(Records contained in a dataset)
....................

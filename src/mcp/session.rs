use colored::*;
use serde_json::{json, Value};

use super::transport::McpTransport;
use super::types::{InitializeResult, McpTool, McpToolResult, ToolListResponse};
use crate::error::{BenchError, Result};

const MCP_PROTOCOL_VERSION: &str = "2024-11-05";
const CLIENT_NAME: &str = "mcpbench";

/// One live connection to an MCP server: the handshake has completed and
/// the server's tool list is cached.
pub struct McpSession {
    name: String,
    transport: Box<dyn McpTransport>,
    next_id: u64,
    tools: Vec<McpTool>,
}

impl McpSession {
    pub async fn connect(
        name: &str,
        transport: Box<dyn McpTransport>,
        verbose: bool,
    ) -> Result<Self> {
        let mut session = Self {
            name: name.to_string(),
            transport,
            next_id: 1,
            tools: Vec::new(),
        };

        let init_params = json!({
            "protocolVersion": MCP_PROTOCOL_VERSION,
            "capabilities": { "tools": {} },
            "clientInfo": {
                "name": CLIENT_NAME,
                "version": env!("CARGO_PKG_VERSION"),
            }
        });

        let response = session.request("initialize", Some(init_params)).await?;
        let init_result: InitializeResult = serde_json::from_value(response)?;
        if verbose {
            eprintln!(
                "{}",
                format!(
                    "[mcp] connected to '{}' ({} v{})",
                    name, init_result.server_info.name, init_result.server_info.version
                )
                .dimmed()
            );
        }

        session.notify("notifications/initialized", None).await?;

        let response = session.request("tools/list", None).await?;
        let tool_list: ToolListResponse = serde_json::from_value(response)?;
        if verbose {
            for tool in &tool_list.tools {
                eprintln!(
                    "{}",
                    format!(
                        "[mcp]   tool {} - {}",
                        tool.name,
                        tool.description.as_deref().unwrap_or("")
                    )
                    .dimmed()
                );
            }
        }
        session.tools = tool_list.tools;

        Ok(session)
    }

    pub fn name(&self) -> &str {
        &self.name
    }

    pub fn tools(&self) -> &[McpTool] {
        &self.tools
    }

    pub async fn call_tool(&mut self, tool_name: &str, arguments: Value) -> Result<McpToolResult> {
        let params = json!({
            "name": tool_name,
            "arguments": arguments,
        });
        let response = self.request("tools/call", Some(params)).await?;
        Ok(serde_json::from_value(response)?)
    }

    async fn request(&mut self, method: &str, params: Option<Value>) -> Result<Value> {
        let id = self.next_id;
        self.next_id += 1;

        let request = json!({
            "jsonrpc": "2.0",
            "id": id,
            "method": method,
            "params": params.unwrap_or(json!({})),
        });
        self.transport
            .send_line(&serde_json::to_string(&request)?)
            .await?;

        // Skip notifications and unrelated ids until our response arrives.
        while let Some(line) = self.transport.recv_line().await? {
            if line.trim().is_empty() {
                continue;
            }
            let response: Value = match serde_json::from_str(&line) {
                Ok(v) => v,
                Err(_) => continue,
            };
            if response.get("id") != Some(&json!(id)) {
                continue;
            }
            if let Some(result) = response.get("result") {
                return Ok(result.clone());
            }
            if let Some(error) = response.get("error") {
                return Err(BenchError::McpError(format!(
                    "server '{}' replied to '{}' with: {}",
                    self.name, method, error
                )));
            }
        }

        Err(BenchError::McpError(format!(
            "server '{}' closed the connection before answering '{}'",
            self.name, method
        )))
    }

    async fn notify(&mut self, method: &str, params: Option<Value>) -> Result<()> {
        let notification = json!({
            "jsonrpc": "2.0",
            "method": method,
            "params": params.unwrap_or(json!({})),
        });
        self.transport
            .send_line(&serde_json::to_string(&notification)?)
            .await?;
        Ok(())
    }

    pub async fn close(&mut self) {
        self.transport.close().await;
    }
}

....................

▶ **Work item**:
Retype each record in full, please.

▶ **Answer for the task**:
filename src/mcp/session.rs
use colored::*;
use serde_json::{json, Value};

use super::transport::McpTransport;
use super::types::{InitializeResult, McpTool, McpToolResult, ToolListResponse};
use crate::error::{BenchError, Result};

const MCP_PROTOCOL_VERSION: &str = "2024-11-05";
const CLIENT_NAME: &str = "mcpbench";

/// One live connection to an MCP server: the handshake has completed and
/// the server's tool list is cached.
pub struct McpSession {
    name: String,
    transport: Box<dyn McpTransport>,
    next_id: u64,
    tools: Vec<McpTool>,
}

impl McpSession {
    pub async fn connect(
        name: &str,
        transport: Box<dyn McpTransport>,
        verbose: bool,
    ) -> Result<Self> {
        let mut session = Self {
            name: name.to_string(),
            transport,
            next_id: 1,
            tools: Vec::new(),
        };

        let init_params = json!({
            "protocolVersion": MCP_PROTOCOL_VERSION,
            "capabilities": { "tools": {} },
            "clientInfo": {
                "name": CLIENT_NAME,
                "version": env!("CARGO_PKG_VERSION"),
            }
        });

        let response = session.request("initialize", Some(init_params)).await?;
        let init_result: InitializeResult = serde_json::from_value(response)?;
        if verbose {
            eprintln!(
                "{}",
                format!(
                    "[mcp] connected to '{}' ({} v{})",
                    name, init_result.server_info.name, init_result.server_info.version
                )
                .dimmed()
            );
        }

        session.notify("notifications/initialized", None).await?;

        let response = session.request("tools/list", None).await?;
        let tool_list: ToolListResponse = serde_json::from_value(response)?;
        if verbose {
            for tool in &tool_list.tools {
                eprintln!(
                    "{}",
                    format!(
                        "[mcp]   tool {} - {}",
                        tool.name,
                        tool.description.as_deref().unwrap_or("")
                    )
                    .dimmed()
                );
            }
        }
        session.tools = tool_list.tools;

        Ok(session)
    }

    pub fn name(&self) -> &str {
        &self.name
    }

    pub fn tools(&self) -> &[McpTool] {
        &self.tools
    }

    pub async fn call_tool(&mut self, tool_name: &str, arguments: Value) -> Result<McpToolResult> {
        let params = json!({
            "name": tool_name,
            "arguments": arguments,
        });
        let response = self.request("tools/call", Some(params)).await?;
        Ok(serde_json::from_value(response)?)
    }

    async fn request(&mut self, method: &str, params: Option<Value>) -> Result<Value> {
        let id = self.next_id;
        self.next_id += 1;

        let request = json!({
            "jsonrpc": "2.0",
            "id": id,
            "method": method,
            "params": params.unwrap_or(json!({})),
        });
        self.transport
            .send_line(&serde_json::to_string(&request)?)
            .await?;

        // Skip notifications and unrelated ids until our response arrives.
        while let Some(line) = self.transport.recv_line().await? {
            if line.trim().is_empty() {
                continue;
            }
            let response: Value = match serde_json::from_str(&line) {
                Ok(v) => v,
                Err(_) => continue,
            };
            if response.get("id") != Some(&json!(id)) {
                continue;
            }
            if let Some(result) = response.get("result") {
                return Ok(result.clone());
            }
            if let Some(error) = response.get("error") {
                return Err(BenchError::McpError(format!(
                    "server '{}' replied to '{}' with: {}",
                    self.name, method, error
                )));
            }
        }

        Err(BenchError::McpError(format!(
            "server '{}' closed the connection before answering '{}'",
            self.name, method
        )))
    }

    async fn notify(&mut self, method: &str, params: Option<Value>) -> Result<()> {
        let notification = json!({
            "jsonrpc": "2.0",
            "method": method,
            "params": params.unwrap_or(json!({})),
        });
        self.transport
            .send_line(&serde_json::to_string(&notification)?)
            .await?;
        Ok(())
    }

    pub async fn close(&mut self) {
        self.transport.close().await;
    }
}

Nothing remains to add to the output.